#### Prompt:
Please set down every record exactly as it appears below.

(Data excerpts)

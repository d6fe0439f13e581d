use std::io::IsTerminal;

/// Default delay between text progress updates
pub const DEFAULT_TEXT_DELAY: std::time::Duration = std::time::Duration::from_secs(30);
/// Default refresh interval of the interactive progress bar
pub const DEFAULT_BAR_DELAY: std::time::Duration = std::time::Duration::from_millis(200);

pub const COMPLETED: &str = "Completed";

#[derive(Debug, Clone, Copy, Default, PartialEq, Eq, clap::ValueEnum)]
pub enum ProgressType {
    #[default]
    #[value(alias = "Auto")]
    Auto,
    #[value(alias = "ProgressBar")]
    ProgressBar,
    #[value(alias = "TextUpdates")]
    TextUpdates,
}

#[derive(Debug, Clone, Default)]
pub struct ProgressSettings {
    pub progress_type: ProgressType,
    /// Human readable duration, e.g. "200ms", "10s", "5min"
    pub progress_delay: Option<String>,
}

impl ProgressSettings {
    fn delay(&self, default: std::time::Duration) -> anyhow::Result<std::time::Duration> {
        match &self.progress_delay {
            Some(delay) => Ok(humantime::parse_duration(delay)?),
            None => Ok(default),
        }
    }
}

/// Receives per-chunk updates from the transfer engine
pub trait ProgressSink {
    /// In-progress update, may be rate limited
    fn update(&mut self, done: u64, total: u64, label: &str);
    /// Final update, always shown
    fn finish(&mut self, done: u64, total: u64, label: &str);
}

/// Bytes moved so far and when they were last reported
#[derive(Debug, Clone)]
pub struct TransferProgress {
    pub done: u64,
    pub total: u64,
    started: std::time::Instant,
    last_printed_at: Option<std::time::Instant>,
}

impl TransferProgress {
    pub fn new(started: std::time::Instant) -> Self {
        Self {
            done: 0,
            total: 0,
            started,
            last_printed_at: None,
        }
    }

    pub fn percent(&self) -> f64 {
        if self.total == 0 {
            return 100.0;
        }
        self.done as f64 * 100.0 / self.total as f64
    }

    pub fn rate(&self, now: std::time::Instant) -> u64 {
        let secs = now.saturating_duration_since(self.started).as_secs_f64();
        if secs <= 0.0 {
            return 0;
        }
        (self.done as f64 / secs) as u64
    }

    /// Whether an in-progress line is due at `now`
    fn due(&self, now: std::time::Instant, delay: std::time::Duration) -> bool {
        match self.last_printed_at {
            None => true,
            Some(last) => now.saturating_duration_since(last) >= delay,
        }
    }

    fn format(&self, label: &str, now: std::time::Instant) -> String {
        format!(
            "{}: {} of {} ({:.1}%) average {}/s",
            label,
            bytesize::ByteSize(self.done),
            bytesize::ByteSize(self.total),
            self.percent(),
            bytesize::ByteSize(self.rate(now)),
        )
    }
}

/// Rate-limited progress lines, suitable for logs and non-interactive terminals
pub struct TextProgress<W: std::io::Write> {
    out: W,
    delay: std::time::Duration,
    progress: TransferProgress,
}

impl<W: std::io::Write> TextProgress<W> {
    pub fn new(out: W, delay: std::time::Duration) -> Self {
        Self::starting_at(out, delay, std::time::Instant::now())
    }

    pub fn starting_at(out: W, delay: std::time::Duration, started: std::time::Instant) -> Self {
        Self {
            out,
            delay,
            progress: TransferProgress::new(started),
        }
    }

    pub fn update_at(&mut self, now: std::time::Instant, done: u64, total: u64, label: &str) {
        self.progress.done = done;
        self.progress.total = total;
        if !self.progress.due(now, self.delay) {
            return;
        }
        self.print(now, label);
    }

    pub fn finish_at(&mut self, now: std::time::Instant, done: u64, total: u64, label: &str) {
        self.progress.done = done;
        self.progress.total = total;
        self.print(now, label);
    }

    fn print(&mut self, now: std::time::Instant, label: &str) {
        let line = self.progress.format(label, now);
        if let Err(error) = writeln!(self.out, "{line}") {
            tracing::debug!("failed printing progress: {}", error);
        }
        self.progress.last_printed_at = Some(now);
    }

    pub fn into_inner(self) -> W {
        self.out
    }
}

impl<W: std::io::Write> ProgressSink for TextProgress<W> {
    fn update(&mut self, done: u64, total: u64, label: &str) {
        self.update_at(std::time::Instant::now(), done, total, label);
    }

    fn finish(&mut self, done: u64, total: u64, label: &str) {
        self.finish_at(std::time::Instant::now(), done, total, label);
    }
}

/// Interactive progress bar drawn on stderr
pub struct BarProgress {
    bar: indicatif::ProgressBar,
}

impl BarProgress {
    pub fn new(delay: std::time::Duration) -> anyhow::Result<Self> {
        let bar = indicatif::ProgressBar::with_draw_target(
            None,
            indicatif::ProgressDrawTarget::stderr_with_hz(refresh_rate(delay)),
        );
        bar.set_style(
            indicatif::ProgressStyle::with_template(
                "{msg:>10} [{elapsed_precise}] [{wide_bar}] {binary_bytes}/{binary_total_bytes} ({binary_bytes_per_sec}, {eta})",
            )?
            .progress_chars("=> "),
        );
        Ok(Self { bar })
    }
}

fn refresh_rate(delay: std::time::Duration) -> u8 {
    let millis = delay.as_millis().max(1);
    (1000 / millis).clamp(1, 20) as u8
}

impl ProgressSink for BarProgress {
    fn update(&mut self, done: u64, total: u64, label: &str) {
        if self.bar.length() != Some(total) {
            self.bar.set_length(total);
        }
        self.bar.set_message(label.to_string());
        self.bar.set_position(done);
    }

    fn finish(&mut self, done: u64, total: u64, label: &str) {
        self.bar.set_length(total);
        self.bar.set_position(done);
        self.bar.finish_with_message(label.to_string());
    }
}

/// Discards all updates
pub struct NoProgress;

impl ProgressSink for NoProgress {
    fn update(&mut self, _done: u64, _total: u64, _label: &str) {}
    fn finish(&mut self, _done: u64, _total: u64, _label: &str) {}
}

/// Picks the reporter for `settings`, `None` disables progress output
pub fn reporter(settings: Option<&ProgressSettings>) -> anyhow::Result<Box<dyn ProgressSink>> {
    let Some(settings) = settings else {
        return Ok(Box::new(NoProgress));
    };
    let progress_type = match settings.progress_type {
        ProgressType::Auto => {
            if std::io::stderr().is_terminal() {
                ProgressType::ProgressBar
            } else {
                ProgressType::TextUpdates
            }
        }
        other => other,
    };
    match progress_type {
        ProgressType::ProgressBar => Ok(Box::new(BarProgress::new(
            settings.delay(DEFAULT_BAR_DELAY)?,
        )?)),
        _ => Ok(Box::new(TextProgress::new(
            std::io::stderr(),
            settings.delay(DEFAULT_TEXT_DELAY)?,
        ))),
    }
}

#### Solution below:
repository d6fe0439f13e581d
use std::io::IsTerminal;

/// Default delay between text progress updates
pub const DEFAULT_TEXT_DELAY: std::time::Duration = std::time::Duration::from_secs(30);
/// Default refresh interval of the interactive progress bar
pub const DEFAULT_BAR_DELAY: std::time::Duration = std::time::Duration::from_millis(200);

pub const COMPLETED: &str = "Completed";

#[derive(Debug, Clone, Copy, Default, PartialEq, Eq, clap::ValueEnum)]
pub enum ProgressType {
    #[default]
    #[value(alias = "Auto")]
    Auto,
    #[value(alias = "ProgressBar")]
    ProgressBar,
    #[value(alias = "TextUpdates")]
    TextUpdates,
}

#[derive(Debug, Clone, Default)]
pub struct ProgressSettings {
    pub progress_type: ProgressType,
    /// Human readable duration, e.g. "200ms", "10s", "5min"
    pub progress_delay: Option<String>,
}

impl ProgressSettings {
    fn delay(&self, default: std::time::Duration) -> anyhow::Result<std::time::Duration> {
        match &self.progress_delay {
            Some(delay) => Ok(humantime::parse_duration(delay)?),
            None => Ok(default),
        }
    }
}

/// Receives per-chunk updates from the transfer engine
pub trait ProgressSink {
    /// In-progress update, may be rate limited
    fn update(&mut self, done: u64, total: u64, label: &str);
    /// Final update, always shown
    fn finish(&mut self, done: u64, total: u64, label: &str);
}

/// Bytes moved so far and when they were last reported
#[derive(Debug, Clone)]
pub struct TransferProgress {
    pub done: u64,
    pub total: u64,
    started: std::time::Instant,
    last_printed_at: Option<std::time::Instant>,
}

impl TransferProgress {
    pub fn new(started: std::time::Instant) -> Self {
        Self {
            done: 0,
            total: 0,
            started,
            last_printed_at: None,
        }
    }

    pub fn percent(&self) -> f64 {
        if self.total == 0 {
            return 100.0;
        }
        self.done as f64 * 100.0 / self.total as f64
    }

    pub fn rate(&self, now: std::time::Instant) -> u64 {
        let secs = now.saturating_duration_since(self.started).as_secs_f64();
        if secs <= 0.0 {
            return 0;
        }
        (self.done as f64 / secs) as u64
    }

    /// Whether an in-progress line is due at `now`
    fn due(&self, now: std::time::Instant, delay: std::time::Duration) -> bool {
        match self.last_printed_at {
            None => true,
            Some(last) => now.saturating_duration_since(last) >= delay,
        }
    }

    fn format(&self, label: &str, now: std::time::Instant) -> String {
        format!(
            "{}: {} of {} ({:.1}%) average {}/s",
            label,
            bytesize::ByteSize(self.done),
            bytesize::ByteSize(self.total),
            self.percent(),
            bytesize::ByteSize(self.rate(now)),
        )
    }
}

/// Rate-limited progress lines, suitable for logs and non-interactive terminals
pub struct TextProgress<W: std::io::Write> {
    out: W,
    delay: std::time::Duration,
    progress: TransferProgress,
}

impl<W: std::io::Write> TextProgress<W> {
    pub fn new(out: W, delay: std::time::Duration) -> Self {
        Self::starting_at(out, delay, std::time::Instant::now())
    }

    pub fn starting_at(out: W, delay: std::time::Duration, started: std::time::Instant) -> Self {
        Self {
            out,
            delay,
            progress: TransferProgress::new(started),
        }
    }

    pub fn update_at(&mut self, now: std::time::Instant, done: u64, total: u64, label: &str) {
        self.progress.done = done;
        self.progress.total = total;
        if !self.progress.due(now, self.delay) {
            return;
        }
        self.print(now, label);
    }

    pub fn finish_at(&mut self, now: std::time::Instant, done: u64, total: u64, label: &str) {
        self.progress.done = done;
        self.progress.total = total;
        self.print(now, label);
    }

    fn print(&mut self, now: std::time::Instant, label: &str) {
        let line = self.progress.format(label, now);
        if let Err(error) = writeln!(self.out, "{line}") {
            tracing::debug!("failed printing progress: {}", error);
        }
        self.progress.last_printed_at = Some(now);
    }

    pub fn into_inner(self) -> W {
        self.out
    }
}

impl<W: std::io::Write> ProgressSink for TextProgress<W> {
    fn update(&mut self, done: u64, total: u64, label: &str) {
        self.update_at(std::time::Instant::now(), done, total, label);
    }

    fn finish(&mut self, done: u64, total: u64, label: &str) {
        self.finish_at(std::time::Instant::now(), done, total, label);
    }
}

/// Interactive progress bar drawn on stderr
pub struct BarProgress {
    bar: indicatif::ProgressBar,
}

impl BarProgress {
    pub fn new(delay: std::time::Duration) -> anyhow::Result<Self> {
        let bar = indicatif::ProgressBar::with_draw_target(
            None,
            indicatif::ProgressDrawTarget::stderr_with_hz(refresh_rate(delay)),
        );
        bar.set_style(
            indicatif::ProgressStyle::with_template(
                "{msg:>10} [{elapsed_precise}] [{wide_bar}] {binary_bytes}/{binary_total_bytes} ({binary_bytes_per_sec}, {eta})",
            )?
            .progress_chars("=> "),
        );
        Ok(Self { bar })
    }
}

fn refresh_rate(delay: std::time::Duration) -> u8 {
    let millis = delay.as_millis().max(1);
    (1000 / millis).clamp(1, 20) as u8
}

impl ProgressSink for BarProgress {
    fn update(&mut self, done: u64, total: u64, label: &str) {
        if self.bar.length() != Some(total) {
            self.bar.set_length(total);
        }
        self.bar.set_message(label.to_string());
        self.bar.set_position(done);
    }

    fn finish(&mut self, done: u64, total: u64, label: &str) {
        self.bar.set_length(total);
        self.bar.set_position(done);
        self.bar.finish_with_message(label.to_string());
    }
}

/// Discards all updates
pub struct NoProgress;

impl ProgressSink for NoProgress {
    fn update(&mut self, _done: u64, _total: u64, _label: &str) {}
    fn finish(&mut self, _done: u64, _total: u64, _label: &str) {}
}

/// Picks the reporter for `settings`, `None` disables progress output
pub fn reporter(settings: Option<&ProgressSettings>) -> anyhow::Result<Box<dyn ProgressSink>> {
    let Some(settings) = settings else {
        return Ok(Box::new(NoProgress));
    };
    let progress_type = match settings.progress_type {
        ProgressType::Auto => {
            if std::io::stderr().is_terminal() {
                ProgressType::ProgressBar
            } else {
                ProgressType::TextUpdates
            }
        }
        other => other,
    };
    match progress_type {
        ProgressType::ProgressBar => Ok(Box::new(BarProgress::new(
            settings.delay(DEFAULT_BAR_DELAY)?,
        )?)),
        _ => Ok(Box::new(TextProgress::new(
            std::io::stderr(),
            settings.delay(DEFAULT_TEXT_DELAY)?,
        ))),
    }
}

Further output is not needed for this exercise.